La stupidità della guerra.
È un tema carissimo a “Dispacci”. C’è un passaggio che fa addirittura sorridere (ce ne sono molti che fanno proprio ridere) in cui Herr racconta di questo colonnello «il quale era convinto che ogni uomo sotto il suo comando avesse bisogno di fare l’esperienza del combattimento, così ordinò a tutti i cuochi e i furieri e i soldati della sussistenza di prendere gli M-16 e uscire in perlustrazione notturna, e una volta tutti i suoi cuochi furono sterminati in un’imboscata».
Sembra un anticlimax di Woody Allen e invece è successo veramente mentre i nostri genitori si mettevano i pantaloni a zampa d’elefante per andare all’Università.
Il fascino della guerra.
Sentite come ne parla Herr, che racconta l’esperienza di uno dei suoi amici più cari, laggiù in Vietnam, Tim Page, anche lui reporter di guerra, il quale un bel giorno, ormai tutti ritornati alle loro vite borghesi, riceve la proposta da un editore inglese di scrivere un libro intitolato “Basta con la guerra”, il cui scopo sarebbe stato di “togliere fascino alle guerra:
Page non riusciva a mandarla giù. «Togliere fascino alla guerra! Ti rendi conto, porca miseria, e come diavolo si fa, eh? Va' un po’ a togliere fascino a uno Huey, va’ a togliere fascino a uno Sheridan... Tu sei capace di togliere fascino a un Cobra?

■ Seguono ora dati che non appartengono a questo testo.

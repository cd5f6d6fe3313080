//! Human detection with short-lived visual tracking.
//!
//! A [`HumanDetector`](detector::HumanDetector) runs an object-detection network over video frames
//! and keeps the `person` boxes that survive non-max suppression. A
//! [`HumanDetectorTracker`](pipeline::HumanDetectorTracker) owns a collection of visual trackers,
//! refreshes them on every frame, spawns new ones for uncovered detections, and reports an
//! approximate 3D location for each tracked person.
//!

/// Detection network adapters and detection decoding
pub mod detector;

/// Frame-by-frame orchestration of detection and tracking
pub mod pipeline;

/// Visual trackers and the detection-to-track association policies
pub mod trackers;

/// Geometry, suppression, camera model and frame helpers
pub mod utils;

/// Synthetic networks, trackers and frames used by tests and demos
pub mod test_stuff;

pub mod prelude;

use thiserror::Error;

/// Errors
#[derive(Error, Debug, Clone, PartialEq)]
pub enum Errors {
    /// The frame has no pixels.
    ///
    #[error("Frame is empty or malformed ({0}x{1}).")]
    InvalidFrame(u32, u32),
    /// The box is too narrow to estimate the distance to it.
    ///
    #[error("Bounding box width {0} is too small to estimate the location.")]
    DegenerateBox(f32),
    /// The network file is missing or cannot be loaded.
    ///
    #[error("Unable to load the network from `{0}`: {1}")]
    ModelFile(String, String),
    /// The class name list is missing or empty.
    ///
    #[error("Unable to load class names from `{0}`: {1}")]
    ClassList(String, String),
    /// The target class is not found in the class name list.
    ///
    #[error("Class `{0}` is not present in the class name list.")]
    MissingClass(String),
    /// The network config file is missing or does not define a valid input size.
    ///
    #[error("Invalid network config `{0}`: {1}")]
    NetworkConfig(String, String),
    /// The inference backend cannot run on the requested target.
    ///
    #[error("Inference target {0:?} is not supported by the backend.")]
    UnsupportedInferenceTarget(detector::InferenceTarget),
    /// The network produced an output that cannot be decoded into rows.
    ///
    #[error("Malformed network output: {0}")]
    MalformedOutput(String),
    /// `update` was called before `init`.
    ///
    #[error("Tracker must be initialized before being updated.")]
    TrackerNotInitialized,
}

pub(crate) const EPS: f32 = 0.00001;

/// The trait is used to compare objects with floating point fields within the tolerance
///
pub trait EstimateClose {
    fn almost_same(&self, other: &Self, eps: f32) -> bool;
}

A un buono spinello a China Beach? È come togliere fascino a un M-79, togliere fascino a Flynn». Indicò una foto fatta da lui, Flynn che rideva con un’espressione da pazzo, di trionfo («Stiamo vincendo», diceva). «Non c’è niente che non va in quel ragazzo, non è vero? Permetteresti a tua figlia di sposare quell’uomo? Ooooh, la guerra ti fa bene, a questo non puoi togliere fascino. È come cercare di togliere fascino ai Rolling Stones». Non riusciva veramente a trovare le parole e agitava le mani in su e in giù per sottolineare l’assoluta follia della cosa.
«Cioè, tu lo sai, non si può fare proprio!». Entrambi ci stringemmo nelle spalle e scoppiammo a ridere, poi per un istante Page apparve molto pensoso. «Solo l’idea è delirante», disse. «Ooooh, che ridere! Togliere il maledetto fascino alla maledetta guerra.»
Leggete “Dispacci” di Michael Herr.
Vi appassionerete non alla guerra, ma al suo esatto opposto, qualunque esso sia.
Forse perché, per dirla con le sue stesse parole, «dopo tutto le storie di guerra non sono altro che storie di persone».
1 commento:
Non ha scritto alcunché, ma Carlos Mavroleon è un altro reporter, un altro Uomo, alla cui storia ti consiglio di dedicare qualche minuto.